**Exercise details**
The span to repeat in the listing below runs from the line containing "use crate::storage::BlockchainBackend;" to the line containing "pub struct BftState", inclusive. Repeat it exactly, and only it.
____________
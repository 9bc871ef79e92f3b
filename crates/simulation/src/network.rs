//! Simulated network with deterministic latency, packet loss, and partitions.

use crate::NodeIndex;
use rand::Rng;
use rand_chacha::ChaCha8Rng;
use std::collections::HashSet;
use std::time::Duration;

/// Configuration for the simulated network.
#[derive(Debug, Clone)]
pub struct NetworkConfig {
    /// Number of nodes attached to the network.
    pub num_nodes: u32,
    /// Base one-way latency.
    pub latency: Duration,
    /// Jitter as a fraction of base latency (0.0 - 1.0).
    pub jitter_fraction: f64,
    /// Packet loss rate (0.0 - 1.0). Messages are dropped with this probability.
    pub packet_loss_rate: f64,
}

impl Default for NetworkConfig {
    fn default() -> Self {
        Self {
            num_nodes: 4,
            latency: Duration::from_millis(20),
            jitter_fraction: 0.1,
            packet_loss_rate: 0.0,
        }
    }
}

/// Simulated network for deterministic message delivery.
///
/// Supports:
/// - Configurable latency with jitter
/// - Packet loss (probabilistic message drops)
/// - Network partitions (blocking communication between node pairs)
#[derive(Debug)]
pub struct SimulatedNetwork {
    config: NetworkConfig,
    /// If (a, b) is in this set, messages from a to b are dropped.
    partitions: HashSet<(NodeIndex, NodeIndex)>,
}

impl SimulatedNetwork {
    pub fn new(config: NetworkConfig) -> Self {
        Self {
            config,
            partitions: HashSet::new(),
        }
    }

    // ─── Partition Management ───

    /// Check if a message from `from` to `to` would be dropped by a partition.
    pub fn is_partitioned(&self, from: NodeIndex, to: NodeIndex) -> bool {
        self.partitions.contains(&(from, to))
    }

    /// Drop messages from `from` to `to`. The reverse direction is unaffected.
    pub fn partition_unidirectional(&mut self, from: NodeIndex, to: NodeIndex) {
        self.partitions.insert((from, to));
    }

    pub fn partition_bidirectional(&mut self, a: NodeIndex, b: NodeIndex) {
        self.partitions.insert((a, b));
        self.partitions.insert((b, a));
    }

    /// Drop all messages between `group_a` and `group_b`, both directions.
    pub fn partition_groups(&mut self, group_a: &[NodeIndex], group_b: &[NodeIndex]) {
        for &a in group_a {
            for &b in group_b {
                self.partition_bidirectional(a, b);
            }
        }
    }

    /// Isolate a node from all other nodes in the network.
    pub fn isolate_node(&mut self, node: NodeIndex) {
        for other in self.all_nodes() {
            if other != node {
                self.partition_bidirectional(node, other);
            }
        }
    }

    pub fn heal_bidirectional(&mut self, a: NodeIndex, b: NodeIndex) {
        self.partitions.remove(&(a, b));
        self.partitions.remove(&(b, a));
    }

    /// Restore full connectivity.
    pub fn heal_all(&mut self) {
        self.partitions.clear();
    }

    pub fn partition_count(&self) -> usize {
        self.partitions.len()
    }

    // ─── Packet Loss ───

    /// Returns true if the packet should be dropped.
    pub fn should_drop_packet(&self, rng: &mut ChaCha8Rng) -> bool {
        self.config.packet_loss_rate > 0.0 && rng.gen::<f64>() < self.config.packet_loss_rate
    }

    /// Set the packet loss rate, clamped to 0.0 - 1.0.
    pub fn set_packet_loss_rate(&mut self, rate: f64) {
        self.config.packet_loss_rate = rate.clamp(0.0, 1.0);
    }

    pub fn packet_loss_rate(&self) -> f64 {
        self.config.packet_loss_rate
    }

    // ─── Message Delivery Decision ───

    /// `None` if the message is dropped (partition or packet loss), otherwise
    /// the latency to deliver it with.
    pub fn should_deliver(
        &self,
        from: NodeIndex,
        to: NodeIndex,
        rng: &mut ChaCha8Rng,
    ) -> Option<Duration> {
        if self.is_partitioned(from, to) || self.should_drop_packet(rng) {
            return None;
        }
        Some(self.sample_latency(rng))
    }

    /// Sample a one-way latency: base latency plus symmetric jitter, at least 1ms.
    pub fn sample_latency(&self, rng: &mut ChaCha8Rng) -> Duration {
        let base = self.config.latency.as_secs_f64();
        let jitter_range = base * self.config.jitter_fraction;
        let jitter = if jitter_range > 0.0 {
            rng.gen_range(-jitter_range..jitter_range)
        } else {
            0.0
        };
        Duration::from_secs_f64((base + jitter).max(0.001))
    }

    pub fn all_nodes(&self) -> Vec<NodeIndex> {
        (0..self.config.num_nodes).collect()
    }

    pub fn total_nodes(&self) -> usize {
        self.config.num_nodes as usize
    }

    pub fn config(&self) -> &NetworkConfig {
        &self.config
    }
}

#[cfg(test)]
mod tests {
    use super::*;
    use rand::SeedableRng;

    #[test]
    fn test_latency_is_seeded() {
        let network = SimulatedNetwork::new(NetworkConfig::default());
        let mut rng1 = ChaCha8Rng::seed_from_u64(42);
        let mut rng2 = ChaCha8Rng::seed_from_u64(42);

        for _ in 0..10 {
            assert_eq!(network.sample_latency(&mut rng1), network.sample_latency(&mut rng2));
        }
    }

    #[test]
    fn test_latency_within_jitter_bounds() {
        let network = SimulatedNetwork::new(NetworkConfig {
            latency: Duration::from_millis(100),
            jitter_fraction: 0.2,
            ..Default::default()
        });
        let mut rng = ChaCha8Rng::seed_from_u64(7);
        for _ in 0..100 {
            let latency = network.sample_latency(&mut rng);
            assert!(latency >= Duration::from_millis(80) && latency <= Duration::from_millis(120));
        }
    }

    #[test]
    fn test_zero_jitter() {
        let network = SimulatedNetwork::new(NetworkConfig {
            jitter_fraction: 0.0,
            ..Default::default()
        });
        let mut rng = ChaCha8Rng::seed_from_u64(1);
        assert_eq!(network.sample_latency(&mut rng), Duration::from_millis(20));
    }

    // ─── Partition Tests ───

    #[test]
    fn test_unidirectional_partition() {
        let mut network = SimulatedNetwork::new(NetworkConfig::default());
        network.partition_unidirectional(0, 1);

        assert!(network.is_partitioned(0, 1));
        assert!(!network.is_partitioned(1, 0));
    }

    #[test]
    fn test_group_partition_and_heal() {
        let mut network = SimulatedNetwork::new(NetworkConfig::default());
        network.partition_groups(&[0, 1], &[2, 3]);

        assert!(network.is_partitioned(0, 2));
        assert!(network.is_partitioned(3, 1));
        assert!(!network.is_partitioned(0, 1));
        assert!(!network.is_partitioned(2, 3));

        network.heal_all();
        assert_eq!(network.partition_count(), 0);
    }

    #[test]
    fn test_isolate_node() {
        let mut network = SimulatedNetwork::new(NetworkConfig::default());
        network.isolate_node(2);

        for other in [0, 1, 3] {
            assert!(network.is_partitioned(2, other));
            assert!(network.is_partitioned(other, 2));
        }
        assert!(!network.is_partitioned(0, 1));

        network.heal_bidirectional(2, 0);
        assert!(!network.is_partitioned(2, 0));
        assert!(network.is_partitioned(2, 1));
    }

    // ─── Packet Loss Tests ───

    #[test]
    fn test_packet_loss_rate_clamped() {
        let mut network = SimulatedNetwork::new(NetworkConfig::default());
        network.set_packet_loss_rate(1.5);
        assert_eq!(network.packet_loss_rate(), 1.0);
        network.set_packet_loss_rate(-0.5);
        assert_eq!(network.packet_loss_rate(), 0.0);
    }

    #[test]
    fn test_full_loss_drops_everything() {
        let network = SimulatedNetwork::new(NetworkConfig {
            packet_loss_rate: 1.0,
            ..Default::default()
        });
        let mut rng = ChaCha8Rng::seed_from_u64(42);
        for _ in 0..10 {
            assert!(network.should_deliver(0, 1, &mut rng).is_none());
        }
    }

    #[test]
    fn test_partition_takes_precedence_over_packet_loss() {
        let mut network = SimulatedNetwork::new(NetworkConfig::default());
        network.partition_bidirectional(0, 1);

        let mut rng = ChaCha8Rng::seed_from_u64(42);
        assert!(network.should_deliver(0, 1, &mut rng).is_none());
        assert!(network.should_deliver(0, 2, &mut rng).is_some());
    }
}
use crate::accessor::{AccessorError, ChainAccessor};
use crate::boundary::{is_end_of_period, resolve_epoch_end};
use crate::config::{BftConfig, ConfigError, RetryPolicy, MAX_ROUND_LOOKAHEAD};
use crate::round::{RoundState, Step};
use crate::storage::BlockchainBackend;
use crate::validation::{validate_block, BlockContext, ProposalError};
use crate::validators::ValidatorSetManager;
use crate::vote_set::VoteOutcome;

/// BFT statistics for monitoring.
#[derive(Clone, Copy, Debug, Default)]
pub struct BftStats {
    /// Blocks finalized by this node.
    pub blocks_finalized: u64,
    /// Round timeouts observed.
    pub round_timeouts: u64,
    /// Rounds entered through a round-change quorum.
    pub round_changes: u64,
    /// Proposals that failed validation or came from the wrong proposer.
    pub proposals_rejected: u64,
    /// Votes from a validator that already voted differently in the same step.
    pub equivocations: u64,
    /// Messages dropped as stale, invalid, or over the buffer limit.
    pub messages_dropped: u64,
}

/// Startup failures.
#[derive(Debug, Error)]
pub enum BftError {
    #[error("invalid configuration: {0}")]
    Config(#[from] ConfigError),

    #[error("chain is empty; a genesis block is required")]
    EmptyChain,

    #[error("cannot read chain head: {0}")]
    Head(#[from] AccessorError),
}

/// BFT consensus state machine.
///
/// # State Machine Flow
///
/// 1. **NEW_HEIGHT** → pick up the validator set, start the round timer, and
///    arm the proposal timer if this node proposes round 0
/// 2. **Proposal Timer** → re-propose a locked block, or request state execution
/// 3. **Transactions Applied** → assemble, sign and broadcast the block
/// 4. **Proposal** → validate, prepare
/// 5. **Prepare quorum** → lock, commit
/// 6. **Commit quorum** → seal, persist, evaluate the epoch boundary, next height
/// 7. **Round Timeout** → ask for the next round; a quorum of such requests
///    moves every validator there
pub struct BftState {
    // ═══════════════════════════════════════════════════════════════════════════
    // Identity
    // ═══════════════════════════════════════════════════════════════════════════
    /// Signing key for proposals and votes.
    signing_key: KeyPair,

    /// Address derived from the signing key.
    address: Address,

    config: BftConfig,

    // ═══════════════════════════════════════════════════════════════════════════
    // Collaborators
    // ═══════════════════════════════════════════════════════════════════════════
    /// Owner of the validator set; shared with status readers.
    validators: Arc<ValidatorSetManager>,

    /// Single-attempt reads: the block after the head is the one being built.
    tip: ChainAccessor,

    // ═══════════════════════════════════════════════════════════════════════════
    // Chain State
    // ═══════════════════════════════════════════════════════════════════════════
    /// Last finalized header.
    head: Header,

    /// Decoded extra data of `head`.
    head_extra: Extra,

    /// Validator set for the current height.
    set: Arc<ValidatorSet>,

    // ═══════════════════════════════════════════════════════════════════════════
    // Height State
    // ═══════════════════════════════════════════════════════════════════════════
    round_state: RoundState,

    /// Messages for the next height, replayed once it starts.
    buffered: VecDeque<ConsensusMessage>,

    /// Set once participation stops.
    halted: Option<String>,

    now: Duration,

    stats: BftStats,
}
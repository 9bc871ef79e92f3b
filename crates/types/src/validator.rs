//! Validator set and membership deltas.

use crate::{Address, PublicKey};
use serde::{Deserialize, Serialize};

/// A single validator entry.
#[derive(Debug, Clone, PartialEq, Eq, Hash, Serialize, Deserialize)]
pub struct ValidatorInfo {
    /// Address derived from the public key.
    pub address: Address,
    /// Key used to verify this validator's votes and seals.
    pub public_key: PublicKey,
    /// Voting power (stake weight).
    pub voting_power: u64,
}

impl ValidatorInfo {
    pub fn new(public_key: PublicKey, voting_power: u64) -> Self {
        Self {
            address: public_key.address(),
            public_key,
            voting_power,
        }
    }
}

/// Ordered, deduplicated set of active validators.
///
/// Order is significant: it drives proposer rotation and the order in which
/// committed seals are written into a header.
#[derive(Debug, Clone, PartialEq, Eq, Default)]
pub struct ValidatorSet {
    validators: Vec<ValidatorInfo>,
    total_power: u64,
}

impl ValidatorSet {
    /// Build a set, keeping the first occurrence of any duplicated address.
    pub fn new(validators: Vec<ValidatorInfo>) -> Self {
        let mut set = Self::default();
        for v in validators {
            set.insert(v);
        }
        set
    }

    pub fn len(&self) -> usize {
        self.validators.len()
    }

    pub fn is_empty(&self) -> bool {
        self.validators.is_empty()
    }

    pub fn iter(&self) -> impl Iterator<Item = &ValidatorInfo> {
        self.validators.iter()
    }

    pub fn validators(&self) -> &[ValidatorInfo] {
        &self.validators
    }

    pub fn total_voting_power(&self) -> u64 {
        self.total_power
    }

    pub fn get(&self, address: &Address) -> Option<&ValidatorInfo> {
        self.validators.iter().find(|v| v.address == *address)
    }

    pub fn contains(&self, address: &Address) -> bool {
        self.get(address).is_some()
    }

    pub fn index_of(&self, address: &Address) -> Option<usize> {
        self.validators.iter().position(|v| v.address == *address)
    }

    /// Voting power of `address`, zero for non-members.
    pub fn voting_power(&self, address: &Address) -> u64 {
        self.get(address).map(|v| v.voting_power).unwrap_or(0)
    }

    /// Append a validator. Returns false if the address is already present.
    pub fn insert(&mut self, info: ValidatorInfo) -> bool {
        if self.contains(&info.address) {
            return false;
        }
        self.total_power = self.total_power.saturating_add(info.voting_power);
        self.validators.push(info);
        true
    }

    /// Remove a validator, preserving the order of the rest.
    pub fn remove(&mut self, address: &Address) -> Option<ValidatorInfo> {
        let idx = self.index_of(address)?;
        let removed = self.validators.remove(idx);
        self.total_power -= removed.voting_power;
        Some(removed)
    }

    /// Round-robin proposer for `(height, round)`.
    pub fn proposer_for(&self, height: u64, round: u64) -> Option<&ValidatorInfo> {
        if self.validators.is_empty() {
            return None;
        }
        let index = (height.wrapping_add(round) % self.validators.len() as u64) as usize;
        self.validators.get(index)
    }

    /// Whether `power` is strictly more than 2/3 of the total.
    pub fn has_quorum(&self, power: u64) -> bool {
        (power as u128) * 3 > (self.total_power as u128) * 2
    }

    /// Whether `power` is strictly more than 1/3 of the total, so at least one
    /// honest validator is included.
    pub fn has_weak_quorum(&self, power: u64) -> bool {
        (power as u128) * 3 > self.total_power as u128
    }

    /// Minimum power satisfying [`Self::has_quorum`].
    pub fn quorum_threshold(&self) -> u64 {
        (self.total_power * 2 / 3) + 1
    }
}

/// Membership change carried by a header: validators joining and leaving.
#[derive(Debug, Clone, PartialEq, Eq, Default)]
pub struct ValidatorSetDelta {
    pub added: Vec<ValidatorInfo>,
    pub removed: Vec<Address>,
}

impl ValidatorSetDelta {
    pub fn is_empty(&self) -> bool {
        self.added.is_empty() && self.removed.is_empty()
    }

    /// Fold another delta into this one.
    ///
    /// A removal cancels a pending addition of the same address and vice
    /// versa, so the merged delta stays applicable to the original set.
    pub fn merge(&mut self, other: ValidatorSetDelta) {
        for addr in other.removed {
            if let Some(pos) = self.added.iter().position(|v| v.address == addr) {
                self.added.remove(pos);
            } else if !self.removed.contains(&addr) {
                self.removed.push(addr);
            }
        }
        for info in other.added {
            if let Some(pos) = self.removed.iter().position(|a| *a == info.address) {
                self.removed.remove(pos);
            } else if !self.added.iter().any(|v| v.address == info.address) {
                self.added.push(info);
            }
        }
    }

    /// Remove the entries of `applied` from this delta.
    pub fn subtract(&mut self, applied: &ValidatorSetDelta) {
        self.added
            .retain(|v| !applied.added.iter().any(|a| a.address == v.address));
        self.removed.retain(|r| !applied.removed.contains(r));
    }
}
____________
**Problem solution**
use crate::storage::BlockchainBackend;
use crate::validation::{validate_block, BlockContext, ProposalError};
use crate::validators::ValidatorSetManager;
use crate::vote_set::VoteOutcome;

/// BFT statistics for monitoring.
#[derive(Clone, Copy, Debug, Default)]
pub struct BftStats {
    /// Blocks finalized by this node.
    pub blocks_finalized: u64,
    /// Round timeouts observed.
    pub round_timeouts: u64,
    /// Rounds entered through a round-change quorum.
    pub round_changes: u64,
    /// Proposals that failed validation or came from the wrong proposer.
    pub proposals_rejected: u64,
    /// Votes from a validator that already voted differently in the same step.
    pub equivocations: u64,
    /// Messages dropped as stale, invalid, or over the buffer limit.
    pub messages_dropped: u64,
}

/// Startup failures.
#[derive(Debug, Error)]
pub enum BftError {
    #[error("invalid configuration: {0}")]
    Config(#[from] ConfigError),

    #[error("chain is empty; a genesis block is required")]
    EmptyChain,

    #[error("cannot read chain head: {0}")]
    Head(#[from] AccessorError),
}

/// BFT consensus state machine.
///
/// # State Machine Flow
///
/// 1. **NEW_HEIGHT** → pick up the validator set, start the round timer, and
///    arm the proposal timer if this node proposes round 0
/// 2. **Proposal Timer** → re-propose a locked block, or request state execution
/// 3. **Transactions Applied** → assemble, sign and broadcast the block
/// 4. **Proposal** → validate, prepare
/// 5. **Prepare quorum** → lock, commit
/// 6. **Commit quorum** → seal, persist, evaluate the epoch boundary, next height
/// 7. **Round Timeout** → ask for the next round; a quorum of such requests
///    moves every validator there
pub struct BftState {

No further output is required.